These 33

In Zukunft hängen Prosperität und Attraktivität von Ballungsräumen in erheblichem Maße von folgendem Faktor ab: Kommunale Verwaltungen finden unabhängig von ihren finanziellen Möglichkeiten unkonventionelle Wege, um Unternehmen sowie kulturelle und gesellschaftliche Einrichtungen zu unterstützen und an die Region zu binden (z. B. kostenlose Bereitstellung von Gewerbeflächen, Förderung von Kooperationen zwischen Schulen und Vereinen).

Ergebnis

Fast drei Viertel der Experten befürworten die These, dass Kommunen, unabhängig von ihrer finanziellen Ausstattung, bei der Förderung von Wirtschaft und Kultur neue Wege gehen sollten und damit auch ihre Prosperität und Attraktivität vergrößern können. Eine knappe Mehrheit glaubt, dass die Kommunen tatsächlich unkonventionelle Wege einschlagen werden: 48 Prozent halten dies zumindest für wahrscheinlich.

Expertenmeinung

Not macht erfinderisch. Nach Ansicht der Experten werden sich in Zukunft Kommunen mit wenig Geld in der Kasse einiges einfallen lassen müssen, um kulturelle und soziale Einrichtungen zu unterstützen und um die Attraktivität für die Wirtschaft zu erhöhen. Es wird darauf hingewiesen, dass das Förder-Repertoire der Kommunen heute bereits groß ist. Sozialvereine und Integrationsprojekte finden für eine symbolische Miete auf Industriebrachen eine Heimat. Von niedrigen Mieten profitieren die Start-ups in den Gründerzentren.

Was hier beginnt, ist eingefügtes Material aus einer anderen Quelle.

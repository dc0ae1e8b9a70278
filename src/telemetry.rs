//! Structured logging and the wire-capture audit log.
//!
//! Replaces the teacher's hand-rolled `SimpleLogger` (a `Mutex`-guarded
//! `VecDeque` flushed to `app.log`) with `tracing`/`tracing-subscriber`,
//! the idiomatic choice for a production HTTP service across the
//! example corpus. The wire-capture log keeps the teacher's habit of a
//! single append target but is modeled on `erans-lunaroute`'s
//! `SessionEvent` tagged-enum shape.

use std::path::PathBuf;
use std::sync::Arc;

use chrono::Utc;
use serde::Serialize;
use tokio::fs::OpenOptions;
use tokio::io::AsyncWriteExt;
use tokio::sync::Mutex;
use tracing_subscriber::EnvFilter;

pub fn init_tracing() {
    let filter = EnvFilter::try_from_default_env().unwrap_or_else(|_| EnvFilter::new("info"));
    tracing_subscriber::fmt()
        .with_env_filter(filter)
        .with_target(true)
        .json()
        .init();
}

#[derive(Debug, Clone, Copy, Serialize)]
#[serde(rename_all = "snake_case")]
pub enum WireDirection {
    OutboundRequest,
    InboundResponse,
    StreamStart,
    StreamChunk,
    StreamEnd,
}

#[derive(Debug, Clone, Serialize)]
pub struct WireCaptureEntry {
    pub timestamp_iso: String,
    pub direction: WireDirection,
    pub backend: String,
    pub model: String,
    pub session_id: String,
    pub content_length: usize,
    pub payload: serde_json::Value,
}

impl WireCaptureEntry {
    pub fn new(
        direction: WireDirection,
        backend: impl Into<String>,
        model: impl Into<String>,
        session_id: impl Into<String>,
        payload: serde_json::Value,
    ) -> Self {
        let content_length = payload.to_string().len();
        Self {
            timestamp_iso: Utc::now().to_rfc3339(),
            direction,
            backend: backend.into(),
            model: model.into(),
            session_id: session_id.into(),
            content_length,
            payload,
        }
    }
}

/// Append-only JSON-Lines writer for the wire-capture audit log.
pub struct WireCaptureLog {
    path: Option<PathBuf>,
    lock: Arc<Mutex<()>>,
}

impl WireCaptureLog {
    pub fn new(path: Option<PathBuf>) -> Self {
        Self {
            path,
            lock: Arc::new(Mutex::new(())),
        }
    }

    pub fn disabled() -> Self {
        Self::new(None)
    }

    pub async fn record(&self, entry: &WireCaptureEntry) {
        let Some(path) = &self.path else {
            return;
        };
        let _guard = self.lock.lock().await;
        let line = match serde_json::to_string(entry) {
            Ok(l) => l,
            Err(e) => {
                tracing::warn!(error = %e, "failed to serialize wire capture entry");
                return;
            }
        };
        let file = OpenOptions::new().create(true).append(true).open(path).await;
        match file {
            Ok(mut f) => {
                if let Err(e) = f.write_all(format!("{line}\n").as_bytes()).await {
                    tracing::warn!(error = %e, "failed to append wire capture entry");
                }
            }
            Err(e) => {
                tracing::warn!(error = %e, path = %path.display(), "failed to open wire capture log");
            }
        }
    }
}

#[cfg(test)]
mod tests {
    use super::*;

    #[tokio::test]
    async fn disabled_log_is_a_no_op() {
        let log = WireCaptureLog::disabled();
        let entry = WireCaptureEntry::new(
            WireDirection::OutboundRequest,
            "openai",
            "gpt-4",
            "sess-1",
            serde_json::json!({"hello": "world"}),
        );
        log.record(&entry).await;
    }

    #[tokio::test]
    async fn writes_one_line_per_entry() {
        let dir = tempfile::tempdir().unwrap();
        let path = dir.path().join("wire.jsonl");
        let log = WireCaptureLog::new(Some(path.clone()));
        let entry = WireCaptureEntry::new(
            WireDirection::StreamChunk,
            "anthropic",
            "claude",
            "sess-2",
            serde_json::json!({"delta": "hi"}),
        );
        log.record(&entry).await;
        log.record(&entry).await;
        let contents = tokio::fs::read_to_string(&path).await.unwrap();
        assert_eq!(contents.lines().count(), 2);
    }
}
use std::path::PathBuf;
use std::sync::Arc;

use clap::Parser;
use llm_proxy::config::AppConfig;
use llm_proxy::credentials::CredentialManager;
use llm_proxy::dispatch::{build_registry, Dispatcher};
use llm_proxy::http::{self, AppState};
use llm_proxy::telemetry::{self, WireCaptureLog};

#[derive(Parser)]
#[command(name = "llm-proxy")]
#[command(author, version, about = "Intercepting HTTP proxy for LLM APIs", long_about = None)]
struct Cli {
    /// Path to a YAML or JSON config file
    #[arg(short, long)]
    config: Option<PathBuf>,

    /// Override the listen host
    #[arg(long)]
    host: Option<String>,

    /// Override the listen port
    #[arg(long)]
    port: Option<u16>,
}

#[tokio::main]
async fn main() -> Result<(), Box<dyn std::error::Error>> {
    telemetry::init_tracing();

    let cli = Cli::parse();

    let mut config = AppConfig::load(cli.config.as_ref())?;
    if let Some(host) = cli.host {
        config.host = host;
    }
    if let Some(port) = cli.port {
        config.port = port;
    }

    let credentials = CredentialManager::startup(&config).map_err(|err| {
        tracing::error!(error = %err, "no functional backend credential at startup");
        err
    })?;

    let client = reqwest::Client::builder()
        .timeout(std::time::Duration::from_secs(config.proxy_timeout_seconds))
        .build()?;
    let registry = build_registry(client, &config.backends);
    let wire_capture = Arc::new(WireCaptureLog::new(config.wire_capture_log_path.clone()));
    let dispatcher = Dispatcher::new(registry, Arc::new(credentials.clone()), &config.rate_limit, wire_capture.clone());

    let addr = format!("{}:{}", config.host, config.port);
    let state = AppState::new(config, dispatcher, credentials, wire_capture);
    let router = http::router(state);

    tracing::info!(%addr, "starting llm-proxy");
    let listener = tokio::net::TcpListener::bind(&addr).await?;
    axum::serve(listener, router).await?;

    Ok(())
}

Vorschläge wie kostenlose Gewerbeflächen gehen für einige Experten aber zu weit. Dadurch würden auf Seiten der Wirtschaft hohe Begehrlichkeiten geweckt und der Wettbewerb der Standorte würde stark verzerrt. Damit Kommunen überhaupt wieder gestalten könnten, führe kein Weg an einer finanziellen Entlastung durch die Länder und den Bund vorbei, behaupten die Skeptiker. Gleichwohl gehen die Experten davon aus, dass die ärmeren Städte Kreativität entwickeln, um bei einem Mindesteinsatz finanzieller Mittel den größtmöglichen Erfolg zu erzielen.